## EXERCISE INSTRUCTIONS
From the first line of the material through the line containing "is moved to", restate everything word for word and nothing more.

## INFORMATION PROVIDED
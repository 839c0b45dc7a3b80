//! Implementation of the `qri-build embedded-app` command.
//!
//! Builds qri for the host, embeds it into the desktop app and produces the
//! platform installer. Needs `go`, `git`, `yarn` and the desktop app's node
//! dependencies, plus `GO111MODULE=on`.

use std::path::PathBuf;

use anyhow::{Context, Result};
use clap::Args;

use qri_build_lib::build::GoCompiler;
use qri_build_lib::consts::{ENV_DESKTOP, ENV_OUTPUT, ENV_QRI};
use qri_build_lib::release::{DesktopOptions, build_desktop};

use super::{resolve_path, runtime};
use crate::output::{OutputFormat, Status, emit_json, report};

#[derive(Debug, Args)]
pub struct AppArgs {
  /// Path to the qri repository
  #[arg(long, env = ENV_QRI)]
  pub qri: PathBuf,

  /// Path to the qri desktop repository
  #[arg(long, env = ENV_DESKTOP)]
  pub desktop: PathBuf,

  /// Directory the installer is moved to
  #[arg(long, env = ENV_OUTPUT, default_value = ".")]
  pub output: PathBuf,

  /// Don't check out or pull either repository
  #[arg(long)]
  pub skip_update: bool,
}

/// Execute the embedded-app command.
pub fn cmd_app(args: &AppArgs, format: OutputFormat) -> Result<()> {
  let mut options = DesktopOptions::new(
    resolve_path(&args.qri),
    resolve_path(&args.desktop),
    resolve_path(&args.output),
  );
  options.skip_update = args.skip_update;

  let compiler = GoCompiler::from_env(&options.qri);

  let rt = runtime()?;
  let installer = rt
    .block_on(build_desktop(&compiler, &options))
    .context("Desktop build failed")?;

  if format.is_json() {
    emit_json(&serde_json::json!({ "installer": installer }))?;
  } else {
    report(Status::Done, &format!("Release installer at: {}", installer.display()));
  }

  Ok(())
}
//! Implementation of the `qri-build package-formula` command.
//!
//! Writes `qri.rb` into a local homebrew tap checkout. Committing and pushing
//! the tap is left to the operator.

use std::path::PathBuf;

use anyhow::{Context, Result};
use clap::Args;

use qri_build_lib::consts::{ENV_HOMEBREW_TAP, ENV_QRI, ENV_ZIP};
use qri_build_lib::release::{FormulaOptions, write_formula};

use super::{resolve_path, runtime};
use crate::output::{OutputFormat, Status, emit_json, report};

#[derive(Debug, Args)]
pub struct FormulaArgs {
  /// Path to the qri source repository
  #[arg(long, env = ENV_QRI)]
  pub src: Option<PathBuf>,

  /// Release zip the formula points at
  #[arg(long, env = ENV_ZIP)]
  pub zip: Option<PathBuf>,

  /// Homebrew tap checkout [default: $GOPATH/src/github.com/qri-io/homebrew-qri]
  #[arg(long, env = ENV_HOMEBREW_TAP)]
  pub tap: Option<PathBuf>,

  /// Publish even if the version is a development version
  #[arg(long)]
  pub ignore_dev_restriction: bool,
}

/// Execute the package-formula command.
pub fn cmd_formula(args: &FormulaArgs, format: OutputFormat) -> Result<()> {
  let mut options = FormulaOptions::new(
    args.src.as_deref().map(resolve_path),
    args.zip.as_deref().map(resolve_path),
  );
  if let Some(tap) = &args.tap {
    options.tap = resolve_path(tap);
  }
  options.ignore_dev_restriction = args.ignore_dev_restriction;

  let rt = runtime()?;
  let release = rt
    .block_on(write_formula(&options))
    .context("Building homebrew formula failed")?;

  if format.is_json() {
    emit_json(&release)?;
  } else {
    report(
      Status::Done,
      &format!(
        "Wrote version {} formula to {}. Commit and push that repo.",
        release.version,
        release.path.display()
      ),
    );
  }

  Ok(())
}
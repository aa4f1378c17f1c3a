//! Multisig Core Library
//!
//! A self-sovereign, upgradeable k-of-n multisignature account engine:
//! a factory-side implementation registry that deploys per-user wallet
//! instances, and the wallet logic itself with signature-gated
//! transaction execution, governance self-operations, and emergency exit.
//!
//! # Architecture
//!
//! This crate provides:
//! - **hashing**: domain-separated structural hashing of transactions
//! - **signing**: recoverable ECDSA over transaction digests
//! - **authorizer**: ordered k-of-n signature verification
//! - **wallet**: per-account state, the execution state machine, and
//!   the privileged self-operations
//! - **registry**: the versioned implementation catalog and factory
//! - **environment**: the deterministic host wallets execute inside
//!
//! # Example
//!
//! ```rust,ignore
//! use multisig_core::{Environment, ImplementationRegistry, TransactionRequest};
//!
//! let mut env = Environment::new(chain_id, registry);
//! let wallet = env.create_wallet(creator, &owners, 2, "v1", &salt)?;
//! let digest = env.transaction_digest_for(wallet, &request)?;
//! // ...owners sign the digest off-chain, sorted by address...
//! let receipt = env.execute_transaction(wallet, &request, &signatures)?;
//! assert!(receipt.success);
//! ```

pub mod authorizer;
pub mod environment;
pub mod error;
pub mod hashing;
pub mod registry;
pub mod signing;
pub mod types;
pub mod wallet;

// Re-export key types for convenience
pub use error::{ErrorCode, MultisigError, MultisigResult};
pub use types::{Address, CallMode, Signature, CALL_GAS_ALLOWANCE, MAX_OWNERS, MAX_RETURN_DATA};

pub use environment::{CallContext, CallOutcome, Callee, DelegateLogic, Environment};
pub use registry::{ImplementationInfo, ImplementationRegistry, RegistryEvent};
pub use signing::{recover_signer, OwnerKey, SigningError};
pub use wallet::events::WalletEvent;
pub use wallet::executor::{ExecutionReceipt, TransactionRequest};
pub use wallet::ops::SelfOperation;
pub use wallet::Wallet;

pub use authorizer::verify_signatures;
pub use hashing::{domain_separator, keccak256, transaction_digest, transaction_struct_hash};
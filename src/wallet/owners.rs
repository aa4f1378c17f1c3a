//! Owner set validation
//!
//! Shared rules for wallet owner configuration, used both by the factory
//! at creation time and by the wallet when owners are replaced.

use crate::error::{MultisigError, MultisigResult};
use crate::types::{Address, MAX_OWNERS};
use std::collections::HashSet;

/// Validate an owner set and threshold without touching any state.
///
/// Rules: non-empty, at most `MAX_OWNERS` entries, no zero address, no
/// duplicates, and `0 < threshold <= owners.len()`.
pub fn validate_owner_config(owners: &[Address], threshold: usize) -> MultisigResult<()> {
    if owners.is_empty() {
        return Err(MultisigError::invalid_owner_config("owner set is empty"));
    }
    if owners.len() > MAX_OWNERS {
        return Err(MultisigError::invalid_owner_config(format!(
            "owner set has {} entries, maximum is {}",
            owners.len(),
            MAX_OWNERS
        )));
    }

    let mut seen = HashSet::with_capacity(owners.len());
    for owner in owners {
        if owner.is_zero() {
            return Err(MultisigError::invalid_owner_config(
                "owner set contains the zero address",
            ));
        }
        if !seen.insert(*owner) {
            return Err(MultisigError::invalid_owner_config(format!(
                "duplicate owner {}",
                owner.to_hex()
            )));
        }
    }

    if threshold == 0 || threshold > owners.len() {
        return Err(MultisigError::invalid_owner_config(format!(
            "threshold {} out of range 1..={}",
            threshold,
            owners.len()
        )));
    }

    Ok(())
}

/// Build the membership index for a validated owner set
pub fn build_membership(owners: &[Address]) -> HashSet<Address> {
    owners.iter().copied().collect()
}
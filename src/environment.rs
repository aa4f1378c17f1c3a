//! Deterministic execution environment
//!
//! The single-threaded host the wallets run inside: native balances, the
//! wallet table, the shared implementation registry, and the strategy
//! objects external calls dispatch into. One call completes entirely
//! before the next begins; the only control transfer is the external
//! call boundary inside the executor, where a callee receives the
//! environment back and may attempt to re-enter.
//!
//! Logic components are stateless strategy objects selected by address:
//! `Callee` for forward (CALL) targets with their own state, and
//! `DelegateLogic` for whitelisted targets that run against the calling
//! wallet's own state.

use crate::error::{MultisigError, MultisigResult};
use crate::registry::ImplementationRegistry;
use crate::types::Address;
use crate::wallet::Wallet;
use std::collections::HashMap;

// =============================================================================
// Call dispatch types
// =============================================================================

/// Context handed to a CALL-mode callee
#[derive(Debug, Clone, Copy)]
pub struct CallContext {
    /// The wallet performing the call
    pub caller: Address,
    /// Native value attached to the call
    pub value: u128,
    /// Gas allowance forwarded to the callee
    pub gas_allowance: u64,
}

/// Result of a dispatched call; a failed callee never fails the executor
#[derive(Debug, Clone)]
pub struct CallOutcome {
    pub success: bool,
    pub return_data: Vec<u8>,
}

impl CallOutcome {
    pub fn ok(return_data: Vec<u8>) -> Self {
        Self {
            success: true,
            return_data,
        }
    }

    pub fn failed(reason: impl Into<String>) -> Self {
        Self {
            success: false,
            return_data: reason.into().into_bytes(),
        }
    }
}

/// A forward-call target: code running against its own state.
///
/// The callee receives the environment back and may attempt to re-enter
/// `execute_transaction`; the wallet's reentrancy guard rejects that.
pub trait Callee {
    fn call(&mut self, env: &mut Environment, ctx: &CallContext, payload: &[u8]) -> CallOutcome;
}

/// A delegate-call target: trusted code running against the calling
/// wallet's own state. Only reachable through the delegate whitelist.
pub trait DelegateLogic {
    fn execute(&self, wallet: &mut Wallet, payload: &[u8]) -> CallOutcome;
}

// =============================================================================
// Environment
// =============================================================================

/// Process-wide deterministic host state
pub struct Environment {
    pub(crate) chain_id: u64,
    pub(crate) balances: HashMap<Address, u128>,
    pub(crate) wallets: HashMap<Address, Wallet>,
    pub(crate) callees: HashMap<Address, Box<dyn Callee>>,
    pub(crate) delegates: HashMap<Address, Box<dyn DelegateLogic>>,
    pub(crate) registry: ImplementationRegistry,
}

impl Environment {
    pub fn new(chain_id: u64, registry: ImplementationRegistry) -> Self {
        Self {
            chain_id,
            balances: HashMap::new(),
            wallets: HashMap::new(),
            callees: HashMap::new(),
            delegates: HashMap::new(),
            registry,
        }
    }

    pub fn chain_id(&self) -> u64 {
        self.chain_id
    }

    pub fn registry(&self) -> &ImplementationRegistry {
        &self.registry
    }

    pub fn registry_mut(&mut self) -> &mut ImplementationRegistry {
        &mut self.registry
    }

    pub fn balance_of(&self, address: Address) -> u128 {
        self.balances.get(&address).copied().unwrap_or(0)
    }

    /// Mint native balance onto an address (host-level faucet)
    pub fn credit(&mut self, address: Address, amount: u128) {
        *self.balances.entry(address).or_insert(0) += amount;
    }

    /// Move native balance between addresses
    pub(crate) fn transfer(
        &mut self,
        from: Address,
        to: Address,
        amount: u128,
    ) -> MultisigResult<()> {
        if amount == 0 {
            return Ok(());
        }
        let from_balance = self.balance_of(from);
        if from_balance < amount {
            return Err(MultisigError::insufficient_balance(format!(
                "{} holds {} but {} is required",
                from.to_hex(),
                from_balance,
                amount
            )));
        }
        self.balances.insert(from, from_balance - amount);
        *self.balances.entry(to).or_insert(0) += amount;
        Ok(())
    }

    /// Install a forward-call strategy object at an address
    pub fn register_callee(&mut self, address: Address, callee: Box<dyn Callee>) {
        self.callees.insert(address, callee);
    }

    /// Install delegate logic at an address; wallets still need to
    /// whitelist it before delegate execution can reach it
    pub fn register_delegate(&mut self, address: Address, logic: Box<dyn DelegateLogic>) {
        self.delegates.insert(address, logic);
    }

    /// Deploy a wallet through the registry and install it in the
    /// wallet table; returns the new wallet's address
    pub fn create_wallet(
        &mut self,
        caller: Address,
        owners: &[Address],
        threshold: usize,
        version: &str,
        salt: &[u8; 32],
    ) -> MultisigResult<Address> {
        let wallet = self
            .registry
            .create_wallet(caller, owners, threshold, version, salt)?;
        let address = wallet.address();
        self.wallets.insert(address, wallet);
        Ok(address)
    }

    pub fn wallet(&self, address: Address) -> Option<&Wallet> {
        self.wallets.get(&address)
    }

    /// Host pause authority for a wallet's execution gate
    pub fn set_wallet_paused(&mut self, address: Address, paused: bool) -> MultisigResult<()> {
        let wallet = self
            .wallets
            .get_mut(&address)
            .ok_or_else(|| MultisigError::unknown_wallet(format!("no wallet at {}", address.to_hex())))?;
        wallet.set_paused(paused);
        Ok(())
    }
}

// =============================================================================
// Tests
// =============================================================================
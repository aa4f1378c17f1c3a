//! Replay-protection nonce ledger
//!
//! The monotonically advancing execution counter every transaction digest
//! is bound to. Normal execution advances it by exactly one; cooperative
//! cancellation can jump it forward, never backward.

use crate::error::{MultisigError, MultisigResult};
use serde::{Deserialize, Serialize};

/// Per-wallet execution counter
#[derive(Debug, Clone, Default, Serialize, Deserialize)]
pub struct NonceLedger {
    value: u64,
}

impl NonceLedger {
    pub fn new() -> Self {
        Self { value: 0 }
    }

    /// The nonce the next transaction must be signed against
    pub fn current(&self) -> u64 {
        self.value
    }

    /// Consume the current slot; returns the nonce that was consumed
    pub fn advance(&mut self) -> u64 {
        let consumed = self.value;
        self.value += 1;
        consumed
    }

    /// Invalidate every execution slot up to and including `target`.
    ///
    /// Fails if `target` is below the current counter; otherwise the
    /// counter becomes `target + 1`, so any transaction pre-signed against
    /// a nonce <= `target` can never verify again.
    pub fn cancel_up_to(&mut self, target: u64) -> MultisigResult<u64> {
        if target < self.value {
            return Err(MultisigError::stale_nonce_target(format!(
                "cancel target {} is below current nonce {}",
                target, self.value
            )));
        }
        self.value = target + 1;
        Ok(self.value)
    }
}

## SOLUTION TO THIS PROBLEM
repository 839c0b45dc7a3b80
//! Implementation of the `qri-build embedded-app` command.
//!
//! Builds qri for the host, embeds it into the desktop app and produces the
//! platform installer. Needs `go`, `git`, `yarn` and the desktop app's node
//! dependencies, plus `GO111MODULE=on`.

use std::path::PathBuf;

use anyhow::{Context, Result};
use clap::Args;

use qri_build_lib::build::GoCompiler;
use qri_build_lib::consts::{ENV_DESKTOP, ENV_OUTPUT, ENV_QRI};
use qri_build_lib::release::{DesktopOptions, build_desktop};

use super::{resolve_path, runtime};
use crate::output::{OutputFormat, Status, emit_json, report};

#[derive(Debug, Args)]
pub struct AppArgs {
  /// Path to the qri repository
  #[arg(long, env = ENV_QRI)]
  pub qri: PathBuf,

  /// Path to the qri desktop repository
  #[arg(long, env = ENV_DESKTOP)]
  pub desktop: PathBuf,

  /// Directory the installer is moved to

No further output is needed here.